The same observation also disposes of the assertion, made repeatedly, that the subjective theory of value does justice only to the private aspect of price formation and not to its economic implications for society as well. On the contrary, one could turn this objection around and argue that whoever traces the determination of prices to the costs of production alone does not go beyond the outlook of the individual businessman or producer. Only the reduction of the concept of cost to its ultimate basis, as carried out by the theory of marginal utility, brings the social aspect of economic action entirely into view.

Within the field of modern economics the Austrian School has shown its superiority to the School of Lausanne and the schools related to the latter, which favor mathematical formulations, by clarifying the causal relationship between value and cost, while at the same time eschewing the concept of function, which in our science is misleading. The Austrian School must also be credited with not having stopped at the concept of cost, but, on the contrary, with carrying on its investigations to the point where it is able to trace back even this concept to subjective value iudgments.

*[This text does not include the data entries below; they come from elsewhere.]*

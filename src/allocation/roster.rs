//! Panel lifecycle over a roster snapshot.
//!
//! Panels are created by the builder and destroyed explicitly here.
//! Destroying a panel releases its members back to the eligible pool and
//! returns its teams to the unassigned state; teams are never deleted.

use log::info;
use serde::{Deserialize, Serialize};
use std::collections::HashSet;

use super::{check_assignment, ConflictSkip, GuideIndex};
use crate::models::{Faculty, Panel, Team};

/// Faculty not currently seated on any panel.
///
/// The source of truth for build eligibility: whatever the builder
/// receives from here cannot collide with an existing membership.
pub fn eligible_faculty<'a>(all_faculty: &'a [Faculty], panels: &[Panel]) -> Vec<&'a Faculty> {
    let seated: HashSet<&str> = panels
        .iter()
        .flat_map(|p| p.members.iter().map(|m| m.employee_id.as_str()))
        .collect();

    all_faculty
        .iter()
        .filter(|f| !seated.contains(f.employee_id.as_str()))
        .collect()
}

/// What a panel removal released.
#[derive(Debug, Clone, PartialEq, Eq, Serialize, Deserialize)]
pub struct RemovalOutcome {
    /// The removed panel.
    pub panel_id: String,
    /// Members returned to the eligible pool, in seating order.
    pub released_faculty: Vec<String>,
    /// Teams returned to the unassigned state.
    pub unassigned_teams: Vec<String>,
}

/// Destroys a panel, releasing its members and unassigning its teams.
///
/// Returns `None` when no panel has the given id; nothing is touched in
/// that case.
pub fn remove_panel(
    panels: &mut Vec<Panel>,
    teams: &mut [Team],
    panel_id: &str,
) -> Option<RemovalOutcome> {
    let index = panels.iter().position(|p| p.panel_id == panel_id)?;
    let panel = panels.remove(index);

    let released_faculty: Vec<String> =
        panel.members.iter().map(|m| m.employee_id.clone()).collect();

    let mut unassigned_teams = Vec::new();
    for team in teams.iter_mut() {
        if team.panel_id.as_deref() == Some(panel_id) {
            team.clear_assignment();
            unassigned_teams.push(team.id.clone());
        }
    }

    info!(
        "panel {} removed: {} member(s) released, {} team(s) unassigned",
        panel_id,
        released_faculty.len(),
        unassigned_teams.len()
    );

    Some(RemovalOutcome {
        panel_id: panel.panel_id,
        released_faculty,
        unassigned_teams,
    })
}

/// Manually assigns one team to one panel.
///
/// Applies the same conflict gate and capacity rule as the automatic
/// assigner. On refusal nothing is mutated and the skip record explains
/// why.
pub fn assign_team_to_panel(
    panel: &mut Panel,
    team: &mut Team,
    guides: &GuideIndex,
    max_teams_per_panel: Option<usize>,
) -> Result<(), ConflictSkip> {
    if max_teams_per_panel.is_some_and(|max| panel.team_count() >= max) {
        return Err(ConflictSkip::panel_full(
            &team.id,
            format!(
                "Panel '{}' already holds {} team(s)",
                panel.panel_id,
                panel.team_count()
            ),
        ));
    }

    let decision = check_assignment(team, panel, guides);
    if !decision.allowed {
        return Err(ConflictSkip::guide_conflict(
            &team.id,
            decision
                .reason
                .unwrap_or_else(|| "Guide conflict".to_string()),
        ));
    }

    team.assign_to(panel.panel_id.clone());
    panel.add_team(team.id.clone());
    Ok(())
}

#[cfg(test)]
mod tests {
    use super::*;
    use crate::allocation::SkipReason;

    fn faculty_roster() -> Vec<Faculty> {
        (1..=6)
            .map(|n| Faculty::new(format!("F{n}")).with_department("CSE"))
            .collect()
    }

    fn panel_seating(id: &str, members: &[&str]) -> Panel {
        let mut p = Panel::new(id).with_department("CSE");
        for m in members {
            p = p.with_member(Faculty::new(*m).with_department("CSE"));
        }
        p
    }

    #[test]
    fn test_eligible_excludes_seated() {
        let roster = faculty_roster();
        let panels = vec![panel_seating("P1", &["F1", "F2"])];

        let eligible = eligible_faculty(&roster, &panels);
        let ids: Vec<&str> = eligible.iter().map(|f| f.employee_id.as_str()).collect();
        assert_eq!(ids, vec!["F3", "F4", "F5", "F6"]);
    }

    #[test]
    fn test_removal_round_trip() {
        let roster = faculty_roster();
        let before: Vec<String> = eligible_faculty(&roster, &[])
            .iter()
            .map(|f| f.employee_id.clone())
            .collect();

        let mut panels = vec![panel_seating("P1", &["F1", "F2"])];
        let mut teams = vec![Team::new("T1"), Team::new("T2")];
        teams[0].assign_to("P1");
        panels[0].add_team("T1");

        let outcome = remove_panel(&mut panels, &mut teams, "P1").unwrap();
        assert_eq!(outcome.released_faculty, vec!["F1", "F2"]);
        assert_eq!(outcome.unassigned_teams, vec!["T1".to_string()]);

        // Pool and assignment state match the pre-creation snapshot
        let after: Vec<String> = eligible_faculty(&roster, &panels)
            .iter()
            .map(|f| f.employee_id.clone())
            .collect();
        assert_eq!(before, after);
        assert!(teams.iter().all(|t| !t.is_assigned()));
        assert!(panels.is_empty());
    }

    #[test]
    fn test_remove_unknown_panel() {
        let mut panels = vec![panel_seating("P1", &["F1", "F2"])];
        let mut teams = vec![];

        assert!(remove_panel(&mut panels, &mut teams, "P9").is_none());
        assert_eq!(panels.len(), 1);
    }

    #[test]
    fn test_manual_assignment_gate() {
        let mut panel = panel_seating("P1", &["F1", "F2"]);
        let mut team = Team::new("T1").with_guide("F1");
        let guides = GuideIndex::from_teams(std::slice::from_ref(&team));

        let err = assign_team_to_panel(&mut panel, &mut team, &guides, None).unwrap_err();
        assert_eq!(err.reason, SkipReason::GuideConflict);
        // Refusal leaves no partial state
        assert!(!team.is_assigned());
        assert_eq!(panel.team_count(), 0);
    }

    #[test]
    fn test_manual_assignment_success() {
        let mut panel = panel_seating("P1", &["F1", "F2"]);
        let mut team = Team::new("T1").with_guide("F9");
        let guides = GuideIndex::from_teams(std::slice::from_ref(&team));

        assign_team_to_panel(&mut panel, &mut team, &guides, Some(5)).unwrap();
        assert_eq!(team.panel_id.as_deref(), Some("P1"));
        assert!(panel.has_team("T1"));
    }

    #[test]
    fn test_manual_assignment_capacity() {
        let mut panel = panel_seating("P1", &["F1", "F2"]);
        panel.add_team("T0");
        let mut team = Team::new("T1");
        let guides = GuideIndex::new();

        let err = assign_team_to_panel(&mut panel, &mut team, &guides, Some(1)).unwrap_err();
        assert_eq!(err.reason, SkipReason::PanelFull);
        assert!(!panel.has_team("T1"));
    }
}
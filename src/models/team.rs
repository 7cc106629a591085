//! Team (project) model.
//!
//! A team is a student group with a supervising guide and a nested
//! per-student review structure. Teams move between three assignment
//! states: guide-only (no panel yet), unassigned (eligible for panel
//! assignment), and assigned (bound to exactly one panel). Only the
//! panel pointer is mutated by this crate; students and reviews are
//! owned by the intake and marking workflows.

use serde::{Deserialize, Serialize};
use std::collections::BTreeMap;

use crate::normalize::{FieldValue, ScopedRecord};

/// A student project team.
#[derive(Debug, Clone, Serialize, Deserialize)]
pub struct Team {
    /// Unique team identifier.
    pub id: String,
    /// Project name.
    pub name: String,
    /// School, upstream shape.
    #[serde(default)]
    pub school: FieldValue,
    /// Department, upstream shape.
    #[serde(default)]
    pub department: FieldValue,
    /// Specialization track.
    pub specialization: String,
    /// Project type (e.g. internal, external).
    #[serde(rename = "type")]
    pub team_type: String,
    /// Employee id of the supervising guide, once linked.
    pub guide_faculty_id: Option<String>,
    /// Students, in roster order.
    pub students: Vec<Student>,
    /// Panel this team is currently assigned to, if any.
    pub panel_id: Option<String>,
}

impl Team {
    /// Creates a new team with the given id.
    pub fn new(id: impl Into<String>) -> Self {
        Self {
            id: id.into(),
            name: String::new(),
            school: FieldValue::Missing,
            department: FieldValue::Missing,
            specialization: String::new(),
            team_type: String::new(),
            guide_faculty_id: None,
            students: Vec::new(),
            panel_id: None,
        }
    }

    /// Sets the project name.
    pub fn with_name(mut self, name: impl Into<String>) -> Self {
        self.name = name.into();
        self
    }

    /// Sets the school.
    pub fn with_school(mut self, school: impl Into<String>) -> Self {
        self.school = FieldValue::One(school.into());
        self
    }

    /// Sets the department.
    pub fn with_department(mut self, department: impl Into<String>) -> Self {
        self.department = FieldValue::One(department.into());
        self
    }

    /// Sets the specialization.
    pub fn with_specialization(mut self, specialization: impl Into<String>) -> Self {
        self.specialization = specialization.into();
        self
    }

    /// Sets the project type.
    pub fn with_team_type(mut self, team_type: impl Into<String>) -> Self {
        self.team_type = team_type.into();
        self
    }

    /// Links the supervising guide.
    pub fn with_guide(mut self, faculty_id: impl Into<String>) -> Self {
        self.guide_faculty_id = Some(faculty_id.into());
        self
    }

    /// Adds a student.
    pub fn with_student(mut self, student: Student) -> Self {
        self.students.push(student);
        self
    }

    /// Whether the team is currently bound to a panel.
    pub fn is_assigned(&self) -> bool {
        self.panel_id.is_some()
    }

    /// Binds the team to a panel.
    pub fn assign_to(&mut self, panel_id: impl Into<String>) {
        self.panel_id = Some(panel_id.into());
    }

    /// Returns the team to the unassigned state.
    pub fn clear_assignment(&mut self) {
        self.panel_id = None;
    }

    /// Number of students.
    pub fn student_count(&self) -> usize {
        self.students.len()
    }

    /// First listed school, used as the schema lookup key.
    pub fn primary_school(&self) -> Option<&str> {
        self.school.first()
    }

    /// First listed department, used as the schema lookup key.
    pub fn primary_department(&self) -> Option<&str> {
        self.department.first()
    }
}

impl ScopedRecord for Team {
    fn school_field(&self) -> &FieldValue {
        &self.school
    }

    fn department_field(&self) -> &FieldValue {
        &self.department
    }
}

/// A student within a team.
#[derive(Debug, Clone, Serialize, Deserialize)]
pub struct Student {
    /// Student name.
    pub name: String,
    /// Registration number, unique within the team.
    pub reg_no: String,
    /// Contact email.
    pub email_id: String,
    /// Reviews keyed by review name.
    #[serde(default)]
    pub reviews: BTreeMap<String, Review>,
}

impl Student {
    /// Creates a new student with the given registration number.
    pub fn new(reg_no: impl Into<String>) -> Self {
        Self {
            name: String::new(),
            reg_no: reg_no.into(),
            email_id: String::new(),
            reviews: BTreeMap::new(),
        }
    }

    /// Sets the name.
    pub fn with_name(mut self, name: impl Into<String>) -> Self {
        self.name = name.into();
        self
    }

    /// Sets the email.
    pub fn with_email(mut self, email: impl Into<String>) -> Self {
        self.email_id = email.into();
        self
    }

    /// Adds a review under the given review name.
    pub fn with_review(mut self, review_name: impl Into<String>, review: Review) -> Self {
        self.reviews.insert(review_name.into(), review);
        self
    }

    /// The review recorded under `review_name`, if any.
    pub fn review(&self, review_name: &str) -> Option<&Review> {
        self.reviews.get(review_name)
    }
}

/// A single review record for one student.
///
/// Once `locked` is set the record is immutable upstream; this crate
/// never writes review data in any case.
#[derive(Debug, Clone, Default, Serialize, Deserialize)]
pub struct Review {
    /// Whether the review has been finalized.
    pub locked: bool,
    /// Whether the student was explicitly marked present.
    pub attendance: bool,
    /// Free-text evaluator comments.
    pub comments: String,
    /// Marks keyed by rubric criterion name.
    #[serde(default)]
    pub marks: BTreeMap<String, Mark>,
}

impl Review {
    /// Creates an empty review.
    pub fn new() -> Self {
        Self::default()
    }

    /// Marks the review as locked.
    pub fn locked(mut self) -> Self {
        self.locked = true;
        self
    }

    /// Sets attendance.
    pub fn with_attendance(mut self, present: bool) -> Self {
        self.attendance = present;
        self
    }

    /// Sets the comments.
    pub fn with_comments(mut self, comments: impl Into<String>) -> Self {
        self.comments = comments.into();
        self
    }

    /// Records a mark for a criterion.
    pub fn with_mark(mut self, criterion: impl Into<String>, mark: Mark) -> Self {
        self.marks.insert(criterion.into(), mark);
        self
    }

    /// Whether this review counts toward completion.
    ///
    /// True when the review is locked, attendance is explicitly true,
    /// comments are non-blank, or any mark is a non-zero score or the
    /// `"PAT"` sentinel.
    pub fn has_meaningful_data(&self) -> bool {
        self.locked
            || self.attendance
            || !self.comments.trim().is_empty()
            || self.marks.values().any(Mark::is_meaningful)
    }
}

/// A mark for one rubric criterion: a numeric score or the `"PAT"` sentinel.
///
/// Deserializes from a bare number or the string `"PAT"`.
#[derive(Debug, Clone, Copy, PartialEq, Serialize, Deserialize)]
#[serde(untagged)]
pub enum Mark {
    /// Numeric score awarded for the criterion.
    Score(f64),
    /// Sentinel value: pending, absent, or transferred.
    Sentinel(MarkSentinel),
}

/// The `"PAT"` sentinel.
#[derive(Debug, Clone, Copy, PartialEq, Eq, Serialize, Deserialize)]
pub enum MarkSentinel {
    #[serde(rename = "PAT")]
    Pat,
}

impl Mark {
    /// Creates a numeric mark.
    pub fn score(value: f64) -> Self {
        Self::Score(value)
    }

    /// Creates the `"PAT"` sentinel mark.
    pub fn pat() -> Self {
        Self::Sentinel(MarkSentinel::Pat)
    }

    /// Whether the mark counts as meaningful data.
    ///
    /// Non-zero scores and the sentinel count; an explicit zero does not.
    pub fn is_meaningful(&self) -> bool {
        match self {
            Self::Score(v) => *v != 0.0,
            Self::Sentinel(_) => true,
        }
    }
}
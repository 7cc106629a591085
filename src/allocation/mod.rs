//! Panel construction and team assignment.
//!
//! Provides the three structural operations of the engine:
//!
//! - [`PanelBuilder`]: partitions an eligible faculty pool into new panels
//! - [`AutoAssigner`]: distributes unassigned teams across existing panels
//! - [`check_assignment`]: the single conflict gate shared by automatic
//!   and manual assignment
//!
//! plus the panel lifecycle helpers in [`roster`]: the eligible pool and
//! panel removal.
//!
//! All operations are pure functions of an input snapshot plus explicit
//! parameters. Validation failures are surfaced before any result is
//! produced; per-team placement failures are collected as
//! [`ConflictSkip`] records alongside a successful partial result.

mod assigner;
mod builder;
mod conflict;
pub mod roster;

pub use assigner::{AssignmentOutcome, AutoAssigner, TeamAssignment};
pub use builder::{BuildOutcome, BuildScope, DepartmentSkip, PanelBuilder};
pub use conflict::{check_assignment, AssignmentDecision, GuideIndex};

use serde::{Deserialize, Serialize};

/// A fatal allocation error, surfaced before any mutation.
#[derive(Debug, Clone, PartialEq, Serialize, Deserialize)]
pub struct AllocationError {
    /// Error category.
    pub kind: AllocationErrorKind,
    /// Human-readable description.
    pub message: String,
}

/// Categories of fatal allocation errors.
#[derive(Debug, Clone, Copy, PartialEq, Eq, Serialize, Deserialize)]
pub enum AllocationErrorKind {
    /// Panel size below the minimum of two.
    PanelSizeTooSmall,
    /// Requested panel count exceeds what the pool supports.
    PanelCountExceedsCapacity,
    /// No eligible faculty to build from.
    EmptyFacultyPool,
    /// No department had enough faculty for a single panel.
    NoPanelCapacity,
    /// Buffer would exclude every panel in scope.
    BufferExceedsPanels,
    /// No panels exist in the requested scope.
    EmptyPanelSet,
}

impl AllocationError {
    pub(crate) fn new(kind: AllocationErrorKind, message: impl Into<String>) -> Self {
        Self {
            kind,
            message: message.into(),
        }
    }
}

impl std::fmt::Display for AllocationError {
    fn fmt(&self, f: &mut std::fmt::Formatter<'_>) -> std::fmt::Result {
        write!(f, "{}", self.message)
    }
}

impl std::error::Error for AllocationError {}

/// Why a specific team could not be placed.
#[derive(Debug, Clone, Copy, PartialEq, Eq, Serialize, Deserialize)]
pub enum SkipReason {
    /// Every candidate panel seats the team's guide.
    GuideConflict,
    /// Every candidate panel is at its team capacity.
    PanelFull,
    /// A mix of guide conflicts and full panels left no eligible panel.
    NoEligiblePanel,
}

/// A non-fatal per-team placement failure.
///
/// Collected and reported alongside a successful partial result; never
/// escalated to a whole-operation error.
#[derive(Debug, Clone, PartialEq, Serialize, Deserialize)]
pub struct ConflictSkip {
    /// The team that could not be placed.
    pub team_id: String,
    /// Skip category.
    pub reason: SkipReason,
    /// Human-readable description.
    pub message: String,
}

impl ConflictSkip {
    /// Creates a guide-conflict skip.
    pub fn guide_conflict(team_id: impl Into<String>, message: impl Into<String>) -> Self {
        Self {
            team_id: team_id.into(),
            reason: SkipReason::GuideConflict,
            message: message.into(),
        }
    }

    /// Creates a capacity skip.
    pub fn panel_full(team_id: impl Into<String>, message: impl Into<String>) -> Self {
        Self {
            team_id: team_id.into(),
            reason: SkipReason::PanelFull,
            message: message.into(),
        }
    }

    /// Creates a mixed-cause skip.
    pub fn no_eligible_panel(team_id: impl Into<String>, message: impl Into<String>) -> Self {
        Self {
            team_id: team_id.into(),
            reason: SkipReason::NoEligiblePanel,
            message: message.into(),
        }
    }
}
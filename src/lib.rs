//! Panel allocation and mark-status engine.
//!
//! Coordinates assignment of faculty evaluation committees ("panels") to
//! student project teams and tracks how completely each team has been
//! evaluated against a configurable marking rubric. The crate is a pure
//! transformation layer: it consumes plain faculty/team/panel records
//! from its collaborators and returns allocation results and status
//! summaries, with no persistence, transport, or rendering of its own.
//!
//! # Modules
//!
//! - **`models`**: Domain types — `Faculty`, `Team`, `Student`, `Review`,
//!   `Panel`, `MarkingSchema`, `ScopeContext`
//! - **`normalize`**: Canonicalization of scalar-or-array school and
//!   department fields into deterministic sets
//! - **`validation`**: Roster integrity checks (duplicate IDs, overlapping
//!   panel membership, guide conflicts, dangling references)
//! - **`allocation`**: Panel construction, conflict-checked team
//!   assignment, and panel lifecycle
//! - **`status`**: Per-team, per-panel, and dashboard mark completion
//!
//! # Operations
//!
//! The four entry points collaborators call:
//!
//! - [`allocation::PanelBuilder::build`]: partition an eligible faculty
//!   pool into new panels
//! - [`allocation::AutoAssigner::assign`]: distribute unassigned teams
//!   across existing panels
//! - [`allocation::check_assignment`]: decide a single team/panel pairing
//! - [`status::MarkStatusReport::calculate`]: derive completion status
//!
//! # Invariants
//!
//! - A faculty member sits on at most one panel at a time
//! - An assigned team's guide never sits on the panel evaluating it
//! - Panel size is fixed at creation; assignment only changes team sets
//! - A team is assigned to at most one panel at a time
//!
//! # Concurrency
//!
//! Every operation is a synchronous, pure function of an input snapshot
//! plus explicit parameters; nothing blocks on I/O and nothing is cached.
//! Callers serialize structural mutations per school/department scope and
//! re-run the pipeline idempotently on retry.

pub mod allocation;
pub mod models;
pub mod normalize;
pub mod status;
pub mod validation;
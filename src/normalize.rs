//! Field normalization for roster records.
//!
//! Upstream rosters represent school and department fields inconsistently:
//! a single string, an array of strings, or nothing at all. This module
//! canonicalizes all three shapes into deterministic sets at the boundary,
//! so every downstream filter evaluates membership against one shape only.
//!
//! Listing order of multi-valued fields is preserved in [`FieldValue`];
//! the builder uses the first listed department when a faculty record
//! names several.

use serde::{Deserialize, Serialize};
use std::collections::BTreeSet;

/// A school or department field as it arrives from upstream.
///
/// Deserializes from a bare string, an array of strings, or `null`.
/// Entries keep their upstream listing order; [`FieldValue::as_set`]
/// produces the canonical deduplicated form used for matching.
#[derive(Debug, Clone, Default, PartialEq, Eq, Serialize, Deserialize)]
#[serde(untagged)]
pub enum FieldValue {
    /// Field absent or null.
    #[default]
    Missing,
    /// Single scalar value.
    One(String),
    /// Array of values, upstream order preserved.
    Many(Vec<String>),
}

impl FieldValue {
    /// Builds a field from any list of values.
    pub fn many<I, S>(values: I) -> Self
    where
        I: IntoIterator<Item = S>,
        S: Into<String>,
    {
        Self::Many(values.into_iter().map(Into::into).collect())
    }

    /// Canonical set form: trimmed, blanks dropped, deterministic order.
    pub fn as_set(&self) -> BTreeSet<String> {
        self.entries().map(str::to_string).collect()
    }

    /// First non-blank entry in upstream listing order.
    pub fn first(&self) -> Option<&str> {
        self.entries().next()
    }

    /// Whether the canonical set contains `value` (exact match on trimmed entries).
    pub fn contains(&self, value: &str) -> bool {
        self.entries().any(|e| e == value)
    }

    /// Whether the field has no usable entries.
    pub fn is_empty(&self) -> bool {
        self.entries().next().is_none()
    }

    fn entries(&self) -> impl Iterator<Item = &str> {
        let slice: &[String] = match self {
            Self::Missing => &[],
            Self::One(v) => std::slice::from_ref(v),
            Self::Many(vs) => vs.as_slice(),
        };
        slice.iter().map(|v| v.trim()).filter(|v| !v.is_empty())
    }
}

impl From<&str> for FieldValue {
    fn from(value: &str) -> Self {
        Self::One(value.to_string())
    }
}

impl From<String> for FieldValue {
    fn from(value: String) -> Self {
        Self::One(value)
    }
}

/// A record carrying school and department fields in upstream shape.
///
/// Implemented by `Faculty` and `Team` so both normalize through the
/// same code path.
pub trait ScopedRecord {
    /// Raw school field.
    fn school_field(&self) -> &FieldValue;
    /// Raw department field.
    fn department_field(&self) -> &FieldValue;
}

/// Canonicalized school/department sets for a record.
#[derive(Debug, Clone, Default, PartialEq, Eq)]
pub struct NormalizedFields {
    /// Schools the record belongs to (possibly empty).
    pub schools: BTreeSet<String>,
    /// Departments the record belongs to (possibly empty).
    pub departments: BTreeSet<String>,
}

impl NormalizedFields {
    /// Whether the record lists the given school.
    pub fn matches_school(&self, school: &str) -> bool {
        self.schools.contains(school)
    }

    /// Whether the record lists the given department.
    pub fn matches_department(&self, department: &str) -> bool {
        self.departments.contains(department)
    }

    /// Whether the record lists both the school and the department.
    pub fn matches_scope(&self, school: &str, department: &str) -> bool {
        self.matches_school(school) && self.matches_department(department)
    }
}

/// Normalizes a record's school/department fields into canonical sets.
///
/// Pure function; the single matching semantics used everywhere a
/// school/department filter is evaluated.
pub fn normalize_fields<R: ScopedRecord>(record: &R) -> NormalizedFields {
    NormalizedFields {
        schools: record.school_field().as_set(),
        departments: record.department_field().as_set(),
    }
}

Once one has correctly grasped the position of the concept of cost within the framework of modern science, one will have no difficulty in seeing that economics exhibits a continuity of development no less definite than that presented by the history of other sciences. The popular assertion that there are various schools of economics whose theories have nothing in common and that every economist begins by destroying the work of his predecessors in order to construct his own theory on its ruins is no more true than the other legends that the proponents of historicism, socialism, and interventionism have spread about economics. In fact, a straight line leads from the system of the classical economists to the subjectivist economics of the present. The latter is erected not on the ruins, but on the foundations, of the classical system. Modern economics has taken from its predecessor the best that it was able to offer. Without the work that the classical economists accomplished, it would not have been possible to advance to the discoveries of the modern school. Indeed, it was the uncertainties of the objectivistic school itself that necessarily led to the solutions offered by subjectivism. No work that had been devoted to the problem was done in vain. Everything that appears to those who have come afterward as a blind alley or at least as a wrong turning on the way toward a solution was necessary in order to exhaust all possibilities and to explore and think through to its logical conclusion every consideration to which the problems might lead.